Retired North Korean agent Cheol-woo Eom is covertly contacted by his former boss, Chief Ri. Ri informs Eom that two senior functionaries (Park and Kim) are plotting a coup. Since the two men are highly placed and can keep Ri from alerting the Great Leader to the plot, Ri has no choice but to have both men killed. 

Ri cannot use one of his subordinates for the job because if the operative fails, the assassination attempt could touch off an inter-service civil war. If Eom is caught, he can be thrown under the bus. Eom agrees to work for Ri one last time. 

On a certain fateful day, Eom is in position, ready to kill Park and Kim. There are two problems. The first is that Park is not at the rally where Eom is waiting hidden with his rifle. The second is that agents unknown detonate several hijacked cluster bombs, bombs that kill most of the people attending and leave the Great Leader badly injured, perhaps dying. 

Luck and skill get Eom through the attack unscathed, as well as the massacre of the few survivors that follows. Realizing a coup is underway, Eom and helpful cheerleaders Kwon and Song flee with the Great Leader into South Korea. Behind them, North Korea descends into chaos. 

Plump nerd Cheol-wu Kwak has little in common with Eom aside from their shared given name (Cheol-Wu).
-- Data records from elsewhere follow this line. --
//! Wire DTOs for the billing API.
//!
//! DESIGN
//! ======
//! Field names follow the server's Portuguese JSON schema. Enumerations keep
//! an `Other` arm so an unexpected value from a newer server still decodes.

#[cfg(test)]
#[path = "types_test.rs"]
mod types_test;

use chrono::NaiveDate;
use serde::{Deserialize, Serialize};

pub use crate::format::DocumentKind;

/// Server-assigned identifier; numeric or textual depending on the backend.
#[derive(Clone, Debug, PartialEq, Eq, Hash, Serialize, Deserialize)]
#[serde(untagged)]
pub enum RecordId {
    Int(i64),
    Text(String),
}

impl RecordId {
    /// Parse a user-supplied id, preferring the numeric form.
    #[must_use]
    pub fn parse(raw: &str) -> Self {
        let raw = raw.trim();
        raw.parse::<i64>().map_or_else(|_| Self::Text(raw.to_owned()), Self::Int)
    }
}

impl std::fmt::Display for RecordId {
    fn fmt(&self, f: &mut std::fmt::Formatter<'_>) -> std::fmt::Result {
        match self {
            Self::Int(id) => write!(f, "{id}"),
            Self::Text(id) => f.write_str(id),
        }
    }
}

// =============================================================================
// BOLETOS
// =============================================================================

/// Payment status of a boleto.
#[derive(Clone, Debug, PartialEq, Eq, Serialize, Deserialize)]
#[serde(from = "String", into = "String")]
pub enum BoletoStatus {
    Pendente,
    Pago,
    Other(String),
}

impl From<String> for BoletoStatus {
    fn from(raw: String) -> Self {
        match raw.to_ascii_uppercase().as_str() {
            "PENDENTE" => Self::Pendente,
            "PAGO" => Self::Pago,
            _ => Self::Other(raw),
        }
    }
}

impl From<BoletoStatus> for String {
    fn from(status: BoletoStatus) -> Self {
        status.as_str().to_owned()
    }
}

impl BoletoStatus {
    #[must_use]
    pub fn as_str(&self) -> &str {
        match self {
            Self::Pendente => "PENDENTE",
            Self::Pago => "PAGO",
            Self::Other(raw) => raw,
        }
    }
}

impl std::fmt::Display for BoletoStatus {
    fn fmt(&self, f: &mut std::fmt::Formatter<'_>) -> std::fmt::Result {
        f.write_str(self.as_str())
    }
}

/// A billing record as returned by `GET /boletos`.
#[derive(Clone, Debug, PartialEq, Serialize, Deserialize)]
pub struct Boleto {
    pub id: RecordId,
    pub valor: f64,
    pub vencimento: NaiveDate,
    #[serde(default)]
    pub descricao: String,
    pub status: BoletoStatus,
}

/// Body of `POST /boletos`.
#[derive(Clone, Debug, PartialEq, Serialize, Deserialize)]
pub struct NewBoleto {
    pub valor: f64,
    pub vencimento: NaiveDate,
    pub descricao: String,
}

// =============================================================================
// AUTHORIZED DOCUMENTS
// =============================================================================

/// A CPF/CNPJ allowed to register, as returned by `GET /documentos-autorizados`.
#[derive(Clone, Debug, PartialEq, Eq, Serialize, Deserialize)]
pub struct AuthorizedDocument {
    pub id: RecordId,
    /// Digits only.
    pub documento: String,
    pub nome: String,
    pub tipo: DocumentKind,
    #[serde(default)]
    pub registrado: bool,
}

/// Body of `POST /documentos-autorizados`.
#[derive(Clone, Debug, PartialEq, Eq, Serialize, Deserialize)]
pub struct NewDocument {
    pub documento: String,
    pub nome: String,
    pub tipo: DocumentKind,
}

/// Response of `GET /verificar-documento/{digits}`.
#[derive(Clone, Copy, Debug, PartialEq, Eq, Serialize, Deserialize)]
pub struct DocumentCheck {
    pub autorizado: bool,
}

// =============================================================================
// USERS & AUTH
// =============================================================================

/// Body of `POST /usuarios`.
#[derive(Clone, Debug, PartialEq, Eq, Serialize, Deserialize)]
pub struct NewUser {
    pub nome: String,
    pub email: String,
    pub senha: String,
    /// Digits only.
    pub documento: String,
}

/// Response of `POST /login`. The token is optional so a 2xx without one is
/// reported as an invalid response rather than a decode failure.
#[derive(Clone, Debug, PartialEq, Eq, Serialize, Deserialize)]
pub struct LoginResponse {
    #[serde(default)]
    pub access_token: Option<String>,
    #[serde(default)]
    pub token_type: Option<String>,
}

/// Response of `GET /usuarios/me`.
#[derive(Clone, Debug, Default, PartialEq, Eq, Serialize, Deserialize)]
pub struct Profile {
    #[serde(default)]
    pub role: Option<String>,
    #[serde(default)]
    pub nome: Option<String>,
    #[serde(default)]
    pub email: Option<String>,
}
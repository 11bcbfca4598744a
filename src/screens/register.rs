//! Registration screen. Only pre-authorized CPF/CNPJ holders may sign up, so
//! the document is verified against the API before the form can be sent.

#[cfg(test)]
#[path = "register_test.rs"]
mod register_test;

use super::{ActionOutcome, banner_for};
use crate::format::{digits_only, format_document};
use crate::net::ApiClient;
use crate::net::types::NewUser;

pub const NOT_PRE_REGISTERED: &str =
    "CPF/CNPJ não está pré-cadastrado no sistema. Entre em contato com o administrador.";
pub const VERIFY_FIRST: &str = "Por favor, verifique seu CPF/CNPJ primeiro.";
pub const PASSWORD_MISMATCH: &str = "As senhas não coincidem";
pub const MISSING_FIELDS: &str = "Preencha nome, email e senha.";

#[derive(Clone, Debug, Default)]
pub struct RegisterScreen {
    pub nome: String,
    pub email: String,
    pub senha: String,
    pub confirmar_senha: String,
    /// Masked as typed.
    documento: String,
    documento_verificado: bool,
    pub busy: bool,
    pub error: Option<String>,
}

impl RegisterScreen {
    #[must_use]
    pub fn new(nome: &str, email: &str, senha: &str, confirmar_senha: &str) -> Self {
        Self {
            nome: nome.to_owned(),
            email: email.to_owned(),
            senha: senha.to_owned(),
            confirmar_senha: confirmar_senha.to_owned(),
            ..Self::default()
        }
    }

    #[must_use]
    pub fn documento(&self) -> &str {
        &self.documento
    }

    #[must_use]
    pub fn documento_verificado(&self) -> bool {
        self.documento_verificado
    }

    /// Update the document field; any edit invalidates a previous check.
    pub fn set_documento(&mut self, raw: &str) {
        self.documento = format_document(raw);
        self.documento_verificado = false;
    }

    /// Check the document against the authorized list.
    pub async fn verify_document(&mut self, api: &ApiClient) -> ActionOutcome {
        if self.busy {
            return ActionOutcome::Ignored;
        }
        let digits = digits_only(&self.documento);
        if digits.is_empty() {
            return ActionOutcome::Ignored;
        }
        self.error = None;

        self.busy = true;
        let result = api.verify_document(&digits).await;
        self.busy = false;

        match result {
            Ok(check) => {
                self.documento_verificado = check.autorizado;
                if check.autorizado {
                    ActionOutcome::Completed
                } else {
                    self.error = Some(NOT_PRE_REGISTERED.to_owned());
                    ActionOutcome::Invalid
                }
            }
            Err(err) => {
                self.documento_verificado = false;
                self.error = banner_for(&err).map(|message| format!("Erro ao verificar documento. {message}"));
                ActionOutcome::Failed
            }
        }
    }

    /// Create the account. On `Completed` the front end returns to login.
    pub async fn submit(&mut self, api: &ApiClient) -> ActionOutcome {
        if self.busy {
            return ActionOutcome::Ignored;
        }
        self.error = None;
        let user = match self.validate() {
            Ok(user) => user,
            Err(message) => {
                self.error = Some(message.to_owned());
                return ActionOutcome::Invalid;
            }
        };

        self.busy = true;
        let result = api.register(&user).await;
        self.busy = false;

        match result {
            Ok(_) => {
                tracing::info!(email = %user.email, "account created");
                self.senha.clear();
                self.confirmar_senha.clear();
                ActionOutcome::Completed
            }
            Err(err) => {
                self.error = banner_for(&err);
                ActionOutcome::Failed
            }
        }
    }

    fn validate(&self) -> Result<NewUser, &'static str> {
        if !self.documento_verificado {
            return Err(VERIFY_FIRST);
        }
        if self.senha != self.confirmar_senha {
            return Err(PASSWORD_MISMATCH);
        }
        let nome = self.nome.trim();
        let email = self.email.trim();
        if nome.is_empty() || email.is_empty() || self.senha.is_empty() {
            return Err(MISSING_FIELDS);
        }
        Ok(NewUser {
            nome: nome.to_owned(),
            email: email.to_owned(),
            senha: self.senha.clone(),
            documento: digits_only(&self.documento),
        })
    }
}
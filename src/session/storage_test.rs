use super::*;

#[test]
fn memory_storage_set_get_remove() {
    let storage = MemoryStorage::new();
    assert_eq!(storage.get("token").expect("get"), None);

    storage.set("token", "abc").expect("set");
    assert_eq!(storage.get("token").expect("get").as_deref(), Some("abc"));

    storage.remove("token").expect("remove");
    assert_eq!(storage.get("token").expect("get"), None);
    storage.remove("token").expect("removing twice is fine");
}

#[test]
fn memory_storage_with_entry_is_preseeded() {
    let storage = MemoryStorage::with_entry("token", "seed");
    assert_eq!(storage.get("token").expect("get").as_deref(), Some("seed"));
}

#[test]
fn file_storage_missing_file_reads_empty() {
    let dir = tempfile::tempdir().expect("tempdir");
    let storage = FileStorage::new(dir.path().join("nested").join("session.json"));
    assert_eq!(storage.get("token").expect("get"), None);
    storage.remove("token").expect("remove on missing file");
    assert!(!storage.path().exists());
}

#[test]
fn file_storage_persists_across_instances() {
    let dir = tempfile::tempdir().expect("tempdir");
    let path = dir.path().join("nested").join("session.json");

    FileStorage::new(&path).set("token", "abc.def").expect("set");
    FileStorage::new(&path).set("other", "keep").expect("set other");

    let reopened = FileStorage::new(&path);
    assert_eq!(reopened.get("token").expect("get").as_deref(), Some("abc.def"));

    reopened.remove("token").expect("remove");
    assert_eq!(FileStorage::new(&path).get("token").expect("get"), None);
    assert_eq!(FileStorage::new(&path).get("other").expect("get").as_deref(), Some("keep"));
}

#[test]
fn file_storage_rejects_corrupt_file() {
    let dir = tempfile::tempdir().expect("tempdir");
    let path = dir.path().join("session.json");
    std::fs::write(&path, "not json").expect("write");

    let err = FileStorage::new(&path).get("token").unwrap_err();
    assert!(matches!(err, StorageError::Json(_)));
}

#[test]
fn file_storage_set_replaces_corrupt_file() {
    let dir = tempfile::tempdir().expect("tempdir");
    let path = dir.path().join("session.json");
    std::fs::write(&path, "{not json").expect("write");

    let storage = FileStorage::new(&path);
    storage.set("token", "fresh").expect("set over corrupt file");
    assert_eq!(storage.get("token").expect("get").as_deref(), Some("fresh"));
}

#[test]
fn file_storage_remove_clears_corrupt_file() {
    let dir = tempfile::tempdir().expect("tempdir");
    let path = dir.path().join("session.json");
    std::fs::write(&path, "{not json").expect("write");

    let storage = FileStorage::new(&path);
    storage.remove("token").expect("remove over corrupt file");
    assert_eq!(storage.get("token").expect("get"), None);
}

#[cfg(unix)]
#[test]
fn file_storage_is_owner_only() {
    use std::os::unix::fs::PermissionsExt;

    let dir = tempfile::tempdir().expect("tempdir");
    let path = dir.path().join("session.json");
    FileStorage::new(&path).set("token", "secret").expect("set");

    let mode = std::fs::metadata(&path).expect("metadata").permissions().mode();
    assert_eq!(mode & 0o777, 0o600);
}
A senior presidential secretary for foreign affairs and national security in South Korea’s Blue House, Kwak is busy with the transition between the incumbent President Lee and newly elected Kim when word comes of the massacre. Lee is a hawk, while Kim is a dove. Kwak’s role has just become very complicated. 

Who is responsible for the massacre is unclear to the South Korean government. Also unclear: who controls North Korea’s nuclear missiles. What is clear is that the North blames the South for the massacre. North Korea declares an end to the armistice. 

Concerned for the trillions of dollars a general Korean war could cost the world economy, America proposes a swift, humane solution to the crisis: four nuclear strikes in North Korea, which would decapitate the North Korean nuclear forces. While there would no doubt be casualties, not to mention armies of refugees fleeing into the neighbouring nations, this is a small price to pay for American and Japanese security. 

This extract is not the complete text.